Here are the profiles of each of the women being honored this year:
- Dolores Huerta is a longtime social justice advocate for civil, workers, and women’s rights. In 1962, she co-founded the National Farmworkers Association (NFA), which would later become the United Farm Workers (UFW). During her time with UFW she gave migrant workers a voice and helped them organize strikes and boycotts on consumer goods to protest inadequate labor conditions. She was a critical influence on the passage of California’s Labor Relations Act of 1975, the first of its kind at the time. Huerta has been monumental figure in securing equal rights of workers, and continues to fight today not only for workers, but for women of color, immigrants, the poor, and young people. She currently serves on the board of the Feminist Majority Foundation and is the founder of the Dolores Huerta Foundation where she trains and develops community organizers to be leaders in their community.
- Madeleine Albright served as the first woman U.S. Secretary of State under President Bill Clinton. As Secretary of State she helped expand NATO, pursued peace in both the Middle East and Africa, advocated to reduce the spread of dangerous nuclear weapons, democracy, and social justice domestically and around the world. Finally she served as America’s Permanent Representative to the United Nations. She currently chairs the National Democratic Institute and is President of the Harry S. Truman Scholarship Foundation.
- Toni Morrison brought to life through her literature the experiences, trials and tribulations of African American women. Some of her forever cherished pieces included Beloved, Song of Solomon, Sula, and Bluest Eye.
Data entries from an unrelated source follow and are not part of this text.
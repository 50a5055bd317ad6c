//! Argument resolvers.
//!
//! # Data Flow
//! ```text
//! RequestSnapshot + CallDescriptor
//!     → source.rs picks body or query, then the body format
//!     → one resolver parses its source once at construction
//!     → get_argument(parameter) per declared parameter
//!     → Some(TypedValue) | None (absent)
//! ```
//!
//! # Design Decisions
//! - One resolver per request, never shared across requests
//! - Construction fails fast on configurations the source cannot serve
//! - Absent is a successful outcome; the caller decides if it is acceptable

pub mod envelope;
pub mod form;
pub mod json_body;
pub mod query;
pub mod text;

pub use envelope::EnvelopeResolver;
pub use form::FormResolver;
pub use json_body::JsonBodyResolver;
pub use query::QueryResolver;
pub use text::TextResolver;

use crate::bridge::descriptor::Parameter;
use crate::bridge::error::Result;
use crate::bridge::value::TypedValue;

/// Fetches one declared parameter's value from a request representation.
pub trait ResolveArgument {
    /// Returns `Ok(None)` when the request supplies no value for `parameter`.
    fn get_argument(&self, parameter: &Parameter) -> Result<Option<TypedValue>>;
}

/// The resolver chosen for a request.
#[derive(Debug)]
pub enum Resolver {
    /// The call declares no parameters.
    Empty,
    Query(QueryResolver),
    Form(FormResolver),
    Json(JsonBodyResolver),
    Text(TextResolver),
    Envelope(EnvelopeResolver),
}

impl Resolver {
    pub fn kind(&self) -> &'static str {
        match self {
            Resolver::Empty => "empty",
            Resolver::Query(_) => "query",
            Resolver::Form(_) => "form",
            Resolver::Json(_) => "json",
            Resolver::Text(_) => "text",
            Resolver::Envelope(_) => "envelope",
        }
    }
}

impl ResolveArgument for Resolver {
    fn get_argument(&self, parameter: &Parameter) -> Result<Option<TypedValue>> {
        match self {
            Resolver::Empty => Ok(None),
            Resolver::Query(r) => r.get_argument(parameter),
            Resolver::Form(r) => r.get_argument(parameter),
            Resolver::Json(r) => r.get_argument(parameter),
            Resolver::Text(r) => r.get_argument(parameter),
            Resolver::Envelope(r) => r.get_argument(parameter),
        }
    }
}

#[cfg(test)]
mod tests {
    use super::*;

    #[test]
    fn test_empty_resolver_is_always_absent() {
        let resolver = Resolver::Empty;
        assert_eq!(resolver.get_argument(&Parameter::new("a", "int", 0)), Ok(None));
        assert_eq!(resolver.kind(), "empty");
    }
}
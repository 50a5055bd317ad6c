//! Response construction.
//!
//! # Responsibilities
//! - Turn formatted RPC results into HTTP responses
//! - Map argument and invocation failures to status codes
//!
//! # Design Decisions
//! - Non-standard statuses from the formatter (610) are sent as is
//! - Argument failures are formatted as locally produced replies
//! - Invoker failures result in 502 Bad Gateway

use axum::http::StatusCode;
use axum::response::{IntoResponse, Response};

use crate::bridge::{BridgeError, FormattedResponse, ReplyKind, ResponseFormatter, TypedValue};
use crate::rpc::InvokeError;

/// Build a response, using `default_status` when the formatter set none.
pub fn formatted(response: FormattedResponse, default_status: StatusCode) -> Response {
    let status = response
        .status
        .and_then(|s| StatusCode::from_u16(s).ok())
        .unwrap_or(default_status);
    (status, response.body).into_response()
}

/// Response for a request rejected while building its arguments.
pub fn argument_failure(formatter: &ResponseFormatter, error: &BridgeError) -> Response {
    let message = TypedValue::String(error.to_string());
    formatted(
        formatter.format(Some(&message), ReplyKind::LocalShortCircuit),
        StatusCode::BAD_REQUEST,
    )
}

/// Response for an invocation that never produced a reply.
pub fn invoke_failure(error: &InvokeError) -> Response {
    let status = match error {
        InvokeError::Timeout(_) => StatusCode::GATEWAY_TIMEOUT,
        InvokeError::NoProvider(_) => StatusCode::SERVICE_UNAVAILABLE,
        InvokeError::Transport(_) => StatusCode::BAD_GATEWAY,
    };
    (status, error.to_string()).into_response()
}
Her use of language, dialogue between characters, themes, and interpretations of American reality through these novels gave readers a basis for discussing race, gender and other social inequalities. She earned a Pulitzer Prize for Beloved in 1993 and was the first African American woman to win a Nobel Prize in 1993.
- Pat Summitt is both a champion for women both on and off the basketball court. She is the all-time winningest leader among all NCAA basketball coaches for women and men and has set the second-best record of NCAA championships in basketball. She has broken down stereotypes about women and sports, proving to many that women are capable of being competitive and successful athletes. Unfortunately, she was recently diagnosed with early stage Alzheimer’s, which has caused her to resign her post from the University of Tennessee Women’s Basketball. However, she decided to become a spokesperson against Alzheimer’s and will make grants to nonprofits through The Pat Summitt Foundation to help bring research and awareness to the disease.
- Juliette Gordon Low should be personally thanked by all Americans for those great Girl’s Scout cookies! Aside from the cookies, more importantly, she founded the amazing Girls Scouts USA in 1912 to teach and empower young girls to become professionals, leaders, and active citizens in their communities. Girl Scouts USA is now the largest educational organization for girls and currently has over 50 million members. This year the organization will celebrate its 100th Anniversary and has proclaimed 2012 to be “The Year of the Girl”. Low’s medal is being awarded posthumously.